**REQUIRED ACTION**
The answer should be an exact repeat of the stretch of material below from the line containing "store and its" through the line containing "let target = with_suffix(previous, suffix);".

**SOURCE DATA**
// File: backup/src/config/mod.rs
pub mod manager;
use serde::{Deserialize, Serialize};
use std::path::PathBuf;
pub use manager::ConfigManager;

use crate::artifact::BackupScope;
use crate::constants::defaults;
use crate::layout::StoreLayout;
use crate::scheduler::AutoBackupConfig;

#[derive(Debug, Clone, Serialize, Deserialize)]
pub struct Config {
    /// Directory holding the live store, the marker and the staged payload
    pub data_dir: PathBuf,
    /// File name of the live store inside `data_dir`
    pub database_file: String,
    /// Flat directory receiving every backup artifact
    pub backup_dir: PathBuf,
    /// Extra trees packed into full-scope containers
    #[serde(default)]
    pub auxiliary_sources: Vec<AuxiliarySource>,
    /// Fallback for any auto-backup setting not yet persisted
    #[serde(default)]
    pub auto_backup: AutoBackupDefaults,
}

/// One location packed into full-scope containers.
///
/// Missing locations are skipped when a container is built, so the list can
/// name trees that only exist on some deployments.
#[derive(Debug, Clone, Serialize, Deserialize, PartialEq)]
pub struct AuxiliarySource {
    pub path: PathBuf,
    /// Top-level name of this source inside the container
    pub archive_name: String,
}

#[derive(Debug, Clone, Serialize, Deserialize)]
pub struct AutoBackupDefaults {
    #[serde(default = "default_enabled")]
    pub enabled: bool,
    #[serde(default = "default_interval_hours")]
    pub interval_hours: u32,
    #[serde(default)]
    pub scope: BackupScope,
    #[serde(default = "default_retention_cap")]
    pub retention_cap: u32,
}

fn default_enabled() -> bool {
    defaults::AUTO_BACKUP_ENABLED
}

fn default_interval_hours() -> u32 {
    defaults::INTERVAL_HOURS
}

fn default_retention_cap() -> u32 {
    defaults::RETENTION_CAP
}

impl Default for AutoBackupDefaults {
    fn default() -> Self {
        Self {
            enabled: default_enabled(),
            interval_hours: default_interval_hours(),
            scope: BackupScope::default(),
            retention_cap: default_retention_cap(),
        }
    }
}

impl From<&AutoBackupDefaults> for AutoBackupConfig {
    fn from(defaults: &AutoBackupDefaults) -> Self {
        AutoBackupConfig {
            enabled: defaults.enabled,
            interval_hours: defaults.interval_hours,
            scope: defaults.scope,
            retention_cap: defaults.retention_cap,
        }
    }
}

impl Config {
    pub fn layout(&self) -> StoreLayout {
        StoreLayout::new(&self.data_dir, &self.database_file, &self.backup_dir)
    }
}
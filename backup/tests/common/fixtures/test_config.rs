//! Test configuration builder for creating test configs programmatically

use std::fs;
use std::path::{Path, PathBuf};

use backup::config::{AuxiliarySource, AutoBackupDefaults, Config};
use backup::BackupScope;

/// Builder for a `Config` rooted in a test directory
pub struct TestConfigBuilder {
    root: PathBuf,
    database_file: String,
    auxiliary_sources: Vec<AuxiliarySource>,
    auto_backup: AutoBackupDefaults,
}

impl TestConfigBuilder {
    pub fn new(root: &Path) -> Self {
        Self {
            root: root.to_path_buf(),
            database_file: "store.db".to_string(),
            auxiliary_sources: Vec::new(),
            auto_backup: AutoBackupDefaults::default(),
        }
    }

    pub fn with_database_file(mut self, name: &str) -> Self {
        self.database_file = name.to_string();
        self
    }

    /// Add an auxiliary source at `<root>/<relative>`, packed as `archive_name`
    pub fn with_auxiliary_source(mut self, relative: &str, archive_name: &str) -> Self {
        self.auxiliary_sources.push(AuxiliarySource {
            path: self.root.join(relative),
            archive_name: archive_name.to_string(),
        });
        self
    }

    pub fn with_auto_backup(
        mut self,
        enabled: bool,
        interval_hours: u32,
        scope: BackupScope,
        retention_cap: u32,
    ) -> Self {
        self.auto_backup = AutoBackupDefaults {
            enabled,
            interval_hours,
            scope,
            retention_cap,
        };
        self
    }

    pub fn build(self) -> Config {
        Config {
            data_dir: self.root.join("data"),
            database_file: self.database_file,
            backup_dir: self.root.join("backups"),
            auxiliary_sources: self.auxiliary_sources,
            auto_backup: self.auto_backup,
        }
    }

    /// Write `config/main.toml` under the root and return the config directory
    pub fn write_main_toml(self) -> PathBuf {
        let config_dir = self.root.join("config");
        fs::create_dir_all(&config_dir).expect("Failed to create config dir");

        let config = self.build();
        let main_toml = toml::to_string(&config).expect("Failed to serialize config");
        fs::write(config_dir.join("main.toml"), main_toml).expect("Failed to write main.toml");

        config_dir
    }
}
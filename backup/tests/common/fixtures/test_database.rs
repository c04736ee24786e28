//! File-backed test stores
//!
//! Snapshots need a real file (`VACUUM INTO` does not work the same way on
//! an in-memory database), so every test store lives in a temp directory.

use std::path::Path;
use std::sync::Arc;

use sqlx::Row;
use tempfile::TempDir;

use backup::config::Config;
use backup::{apply_pending_restore, BackupService, Database, RecoveryOutcome, StoreLayout};

use super::TestConfigBuilder;

/// Live store with a small `notes` domain table
pub struct TestStore {
    pub database: Arc<Database>,
}

impl TestStore {
    pub async fn open(path: &Path) -> Self {
        let database = Database::new(path).await.expect("Failed to open store");
        sqlx::query(
            "CREATE TABLE IF NOT EXISTS notes (id INTEGER PRIMARY KEY AUTOINCREMENT, body TEXT NOT NULL)",
        )
        .execute(database.pool())
        .await
        .expect("Failed to create notes table");

        Self {
            database: Arc::new(database),
        }
    }

    pub async fn insert_note(&self, body: &str) {
        sqlx::query("INSERT INTO notes (body) VALUES (?)")
            .bind(body)
            .execute(self.database.pool())
            .await
            .expect("Failed to insert note");
    }

    pub async fn notes(&self) -> Vec<String> {
        sqlx::query("SELECT body FROM notes ORDER BY id")
            .fetch_all(self.database.pool())
            .await
            .expect("Failed to read notes")
            .iter()
            .map(|row| row.get::<String, _>("body"))
            .collect()
    }
}

/// Temp directory, live store and service wired together
pub struct TestWorkspace {
    pub dir: TempDir,
    pub config: Config,
    pub store: TestStore,
    pub service: BackupService,
}

impl TestWorkspace {
    pub async fn new() -> Self {
        Self::with_config(|builder| builder).await
    }

    pub async fn with_config<F>(configure: F) -> Self
    where
        F: FnOnce(TestConfigBuilder) -> TestConfigBuilder,
    {
        let dir = TempDir::new().expect("Failed to create temp dir");
        let config = configure(TestConfigBuilder::new(dir.path())).build();
        std::fs::create_dir_all(&config.backup_dir).expect("Failed to create backup dir");

        let store = TestStore::open(&config.layout().database_path()).await;
        let service = BackupService::new(&config, store.database.clone());

        Self {
            dir,
            config,
            store,
            service,
        }
    }

    pub fn layout(&self) -> StoreLayout {
        self.config.layout()
    }

    pub fn root(&self) -> &Path {
        self.dir.path()
    }

    /// Simulate a process restart: close the store, run startup recovery,
    /// reopen everything
    pub async fn restart(&mut self) -> RecoveryOutcome {
        self.restart_with(|_| {}).await
    }

    /// Like `restart`, with `interrupt` applied to the files between the
    /// shutdown and recovery, to stand in for a crash mid-activation
    pub async fn restart_with<F>(&mut self, interrupt: F) -> RecoveryOutcome
    where
        F: FnOnce(&StoreLayout),
    {
        self.service.stop_scheduler();
        self.store.database.close().await;
        interrupt(&self.layout());

        let outcome = apply_pending_restore(&self.layout());

        self.store = TestStore::open(&self.layout().database_path()).await;
        self.service = BackupService::new(&self.config, self.store.database.clone());
        outcome
    }
}
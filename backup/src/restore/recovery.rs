// File: backup/src/restore/recovery.rs
use std::fs;
use std::io;
use std::path::{Path, PathBuf};
use tracing::{error, info, warn};

use super::marker::RestoreMarker;
use crate::constants::store::SIDECAR_SUFFIXES;
use crate::fsutil::{remove_if_exists_sync, sync_dir};
use crate::layout::{with_suffix, StoreLayout};

#[derive(Debug, Clone, PartialEq, Eq)]
pub enum RecoveryOutcome {
    /// No marker: boot normally
    NoPendingRestore,
    /// Staged payload is now the live store
    Applied {
        artifact_name: String,
        /// Where the replaced store went, if there was one
        previous_generation: Option<PathBuf>,
    },
    /// Marker pointed at a payload that no longer exists
    StagedPayloadMissing { artifact_name: String },
    /// Marker unreadable or the swap failed; the current store is kept
    Failed { reason: String },
}

/// Activate a pending restore. Must run before the live store is opened.
///
/// Never fails the boot: every problem is logged and reported in the
/// outcome. The marker is gone afterwards, whatever the outcome.
pub fn apply_pending_restore(layout: &StoreLayout) -> RecoveryOutcome {
    let marker_path = layout.marker_path();

    let marker = match RestoreMarker::read_sync(&marker_path) {
        Ok(Some(marker)) => marker,
        Ok(None) => return RecoveryOutcome::NoPendingRestore,
        Err(e) => {
            error!("✗ Restore marker is unreadable, ignoring it: {}", e);
            clear_marker(&marker_path);
            return RecoveryOutcome::Failed {
                reason: format!("unreadable restore marker: {}", e),
            };
        }
    };

    info!(
        "=== Applying pending restore from {} ===",
        marker.original_artifact_name
    );

    let outcome = activate(layout, &marker);
    clear_marker(&marker_path);

    match &outcome {
        RecoveryOutcome::Applied {
            artifact_name,
            previous_generation,
        } => {
            info!("✓ Restore from {} applied", artifact_name);
            if let Some(previous) = previous_generation {
                info!("Previous store kept at {}", previous.display());
            }
        }
        RecoveryOutcome::StagedPayloadMissing { artifact_name } => {
            error!(
                "✗ Staged payload for {} is missing, keeping current store",
                artifact_name
            );
        }
        RecoveryOutcome::Failed { reason } => {
            error!("✗ Restore failed, keeping current store: {}", reason);
        }
        RecoveryOutcome::NoPendingRestore => {}
    }

    outcome
}

fn activate(layout: &StoreLayout, marker: &RestoreMarker) -> RecoveryOutcome {
    let staged = layout.staged_path();
    if marker.staged_path != staged {
        return RecoveryOutcome::Failed {
            reason: format!(
                "marker points at {}, expected {}",
                marker.staged_path.display(),
                staged.display()
            ),
        };
    }

    if !staged.is_file() {
        return RecoveryOutcome::StagedPayloadMissing {
            artifact_name: marker.original_artifact_name.clone(),
        };
    }

    let live = layout.database_path();
    let previous = layout.previous_generation_path();
    let had_live = live.exists();

    info!("Step 1: Moving current store to previous generation");
    if had_live {
        if let Err(e) = retire_live(&live, &previous) {
            rollback(&live, &previous);
            return RecoveryOutcome::Failed {
                reason: format!("could not move current store aside: {}", e),
            };
        }
    } else if let Err(e) = retire_stray_sidecars(&live, &previous) {
        return RecoveryOutcome::Failed {
            reason: format!("could not clear sidecars of the old store: {}", e),
        };
    }

    info!("Step 2: Activating staged payload");
    if let Err(e) = fs::rename(&staged, &live) {
        rollback(&live, &previous);
        return RecoveryOutcome::Failed {
            reason: format!("could not activate staged payload: {}", e),
        };
    }

    if let Err(e) = sync_dir(layout.data_dir()) {
        warn!("Data directory sync skipped: {}", e);
    }

    RecoveryOutcome::Applied {
        artifact_name: marker.original_artifact_name.clone(),
        previous_generation: previous.exists().then_some(previous),
    }
}

/// Replace the single previous generation with the current store and its
/// sidecars.
///
/// Sidecars move before the main file, so a live store is never left
/// without its own WAL and the payload never lands next to a stale one.
/// A previous generation with sidecars but no main file is the remains of
/// an interrupted earlier run: those sidecars belong to the live store.
fn retire_live(live: &Path, previous: &Path) -> io::Result<()> {
    if previous.exists() {
        for suffix in SIDECAR_SUFFIXES {
            remove_if_exists_sync(&with_suffix(previous, suffix))?;
        }
        fs::remove_file(previous)?;
    }

    move_sidecars(live, previous)?;
    fs::rename(live, previous)
}

/// Sidecars still at the live path while the main file is gone belong to
/// the store that was moved aside; they must not meet the payload.
fn retire_stray_sidecars(live: &Path, previous: &Path) -> io::Result<()> {
    for suffix in SIDECAR_SUFFIXES {
        let sidecar = with_suffix(live, suffix);
        if !sidecar.exists() {
            continue;
        }

        let target = with_suffix(previous, suffix);
        if previous.exists() && !target.exists() {
            warn!("Moving stray {} to {}", sidecar.display(), target.display());
            fs::rename(&sidecar, &target)?;
        } else {
            warn!("Deleting stray {}", sidecar.display());
            fs::remove_file(&sidecar)?;
        }
    }
    Ok(())
}

fn move_sidecars(from: &Path, to: &Path) -> io::Result<()> {
    for suffix in SIDECAR_SUFFIXES {
        let sidecar = with_suffix(from, suffix);
        if sidecar.exists() {
            fs::rename(&sidecar, with_suffix(to, suffix))?;
        }
    }
    Ok(())
}

/// Put the previous generation back when activation stopped halfway
fn rollback(live: &Path, previous: &Path) {
    if live.exists() || !previous.exists() {
        return;
    }

    warn!("Rolling back to {}", previous.display());
    if let Err(e) = move_sidecars(previous, live) {
        warn!("Could not roll back sidecars of {}: {}", previous.display(), e);
    }
    if let Err(e) = fs::rename(previous, live) {
        error!("✗ Rollback failed: {}", e);
    }
}

fn clear_marker(marker_path: &Path) {
    if let Err(e) = remove_if_exists_sync(marker_path) {
        error!(
            "✗ Could not delete restore marker {}: {}",
            marker_path.display(),
            e
        );
    }
}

**EXERCISE OUTPUT**
/// Replace the single previous generation with the current store and its
/// sidecars.
///
/// Sidecars move before the main file, so a live store is never left
/// without its own WAL and the payload never lands next to a stale one.
/// A previous generation with sidecars but no main file is the remains of
/// an interrupted earlier run: those sidecars belong to the live store.
fn retire_live(live: &Path, previous: &Path) -> io::Result<()> {
    if previous.exists() {
        for suffix in SIDECAR_SUFFIXES {
            remove_if_exists_sync(&with_suffix(previous, suffix))?;
        }
        fs::remove_file(previous)?;
    }

    move_sidecars(live, previous)?;
    fs::rename(live, previous)
}

/// Sidecars still at the live path while the main file is gone belong to
/// the store that was moved aside; they must not meet the payload.
fn retire_stray_sidecars(live: &Path, previous: &Path) -> io::Result<()> {
    for suffix in SIDECAR_SUFFIXES {
        let sidecar = with_suffix(live, suffix);
        if !sidecar.exists() {
            continue;
        }

        let target = with_suffix(previous, suffix);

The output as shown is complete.